# Membership Drive - Support the Web's Premiere Martial Arts Discussion Forum!



## shesulsa (Mar 19, 2005)

Ladies and Gentlemen,

 MartialTalk is one of the three most visited martial arts discussion sites on the web.  We want to make it number two.  

 In order to grow, we need support.  There are several ways to support MartialTalk such as Supporting Membership, Advertising and Donations.

 Supporting Memberships are not much - $12 per year (that's only $1 per month) and with all the views we get, this is a good site to advertise your school on!  Donations help immensely as well.

 So if you enjoy this site, please make any effort you can to send some support the way of Bob Hubbard, the owner.  PayPal is available for your convenience.

 Thanks for your support!

 Georgia Ketchmark


----------



## glad2bhere (Mar 21, 2005)

Dear Georgia: 

I understand what you are asking about membership and I am wondering if you could provide a little more information about how this website works? For instance, I know that you are a moderator and I could probably get the names of other moderators by looking. What I don't know is what sorts of plans people have for this website for the future, how you shape those plans and what the decision process is like. For instance, is there an advisory board that provides guidance?  Is there a kind of "suggestion box" for members? How does management make a decision for adding (or deleting) a category?  Most of this I can probably guess at. But I think it is undeniable that younger folks are effectively being taught about how to express themselves appropriately concerning their MA activities. What I am thinking now is that there may be an opportunity for younger MA practitioners to learn not only about expressing their thoughts on a Net like this, but also begin to think about how they can be more active in the venue itself. Thoughts? Comments? 

Best Wishes, 

Bruce


----------



## shesulsa (Mar 21, 2005)

Dear Mr. Sims,

 I think when one spends a good deal of time on the site and makes the effort to look around a bit, one can find the answers to most of your questions rather easily.  I encourage everyone when they sign on to "have a look around."

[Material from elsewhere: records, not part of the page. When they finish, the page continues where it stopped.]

use super::template::{Segment, Template};
use crate::dialect::Dialect;
use crate::error::Result;
use crate::keywords::KeywordCatalog;
use crate::token::{Token, TokenGenerator, TokenType};
use rand::RngCore;
use sql_datagen::Table;

/// What occupies one position of an assembled statement.
#[derive(Debug, Clone, PartialEq, Eq)]
pub enum Part {
    Keyword(String),
    Construct(TokenType),
}

/// One statement in one dialect.
#[derive(Debug, Clone, Default, PartialEq, Eq)]
pub struct DialectStatement {
    /// Keywords resolved, constructs shown as `<token_type>`.
    pub skeleton: String,
    /// Keywords and constructs both resolved.
    pub tokenized: String,
    /// Keyword and construct positions, shared by both strings.
    pub parts: Vec<Part>,
}

impl DialectStatement {
    fn push_text(&mut self, text: &str) {
        self.skeleton.push_str(text);
        self.tokenized.push_str(text);
    }

    fn push_keyword(&mut self, keyword: &str, lexeme: &str) {
        self.push_text(lexeme);
        self.parts.push(Part::Keyword(keyword.to_string()));
    }

    fn push_token(&mut self, token: &Token) {
        self.skeleton.push_str(&token.token_type.placeholder());
        self.tokenized.push_str(&token.text);
        self.parts.push(Part::Construct(token.token_type));
    }
}

/// The same logical statement in both dialects.
#[derive(Debug, Clone, PartialEq, Eq)]
pub struct StatementPair {
    pub template: String,
    pub postgres: DialectStatement,
    pub bigquery: DialectStatement,
}

impl StatementPair {
    pub fn get(&self, dialect: Dialect) -> &DialectStatement {
        match dialect {
            Dialect::Postgres => &self.postgres,
            Dialect::BigQuery => &self.bigquery,
        }
    }
}

/// Walks a template once, rendering every keyword and construct for both
/// dialects side by side.
///
/// Output is built in local buffers and only returned when every part
/// succeeded, so a failure leaves nothing half-written.
pub struct StatementAssembler<'a> {
    generator: &'a TokenGenerator,
    catalog: &'a dyn KeywordCatalog,
}

impl<'a> StatementAssembler<'a> {
    pub fn new(generator: &'a TokenGenerator, catalog: &'a dyn KeywordCatalog) -> Self {
        Self { generator, catalog }
    }

    pub fn assemble<R: RngCore + ?Sized>(
        &self,
        template: &Template,
        table: &Table,
        rng: &mut R,
    ) -> Result<StatementPair> {
        let mut postgres = DialectStatement::default();
        let mut bigquery = DialectStatement::default();

        for segment in template.segments() {
            match segment {
                Segment::Text(text) => {
                    postgres.push_text(text);
                    bigquery.push_text(text);
                }
                Segment::Keyword { name, variant } => {
                    let pg = self
                        .catalog
                        .resolve_variant(name, *variant, Dialect::Postgres)?;
                    let bq = self
                        .catalog
                        .resolve_variant(name, *variant, Dialect::BigQuery)?;
                    postgres.push_keyword(name, pg);
                    bigquery.push_keyword(name, bq);
                }
                Segment::Construct(info) => {
                    let pair = self.generator.generate(info, table, self.catalog, rng)?;
                    postgres.push_token(&pair.postgres);
                    bigquery.push_token(&pair.bigquery);
                }
            }
        }

        Ok(StatementPair {
            template: template.name().to_string(),
            postgres,
            bigquery,
        })
    }
}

 Most professional websites have their own method of steering business, a chain of command, a policy for managing threads, a policy for managing conduct, choosing Moderators, etcetera.  

 One of the things I love about this site is that it's all right there for you.  You can scroll to the bottom of the page and read the Terms and Conditions to membership, Everyone has access to the help forum, FAQ forum ... gosh, as soon as one signs on, all categories except staff forums, private forums and premium club forum are displayed for perusal.  So are threads on how Moderators are chosen and how they are not chosen. 

 So, yes, it is a great opportunity for all to learn something ... all one must do is go there and read.

 Have a nice day and please support MartialTalk.

 :asian: GK


----------



## glad2bhere (Mar 21, 2005)

Thanks, Georgia: 

Let me word this a little different way. Apart from participating in the Forums, how would you encourage younger MA practitioners to make being involved in these Net a more integral part of their lives? For instance, you are encouraging people not just to particiapte in the forums but to actually become dues-paying members of MARTIAL TALK. Have there been thoughts about what other ways these forums and the younger practitioners might be able to connect? Thoughts? 

Best Wishes, 

Bruce


----------



## Bob Hubbard (Mar 21, 2005)

Hi Bruce,
   Let me chime in here a second. I'll see if I can go through this for ya. 

 (Bruces comments below in black, mine are in blue)

 For instance, I know that you are a moderator and I could probably get the names of other moderators by looking. 

*There is a (needs to be updated) link at the top called "Staff" with some info on our people, and on the main forum page near the bottom is a link called "View Forum Leaders" that will give a run down of staff, advisors, mentors and more.*

 What I don't know is what sorts of plans people have for this website for the future, how you shape those plans and what the decision process is like. 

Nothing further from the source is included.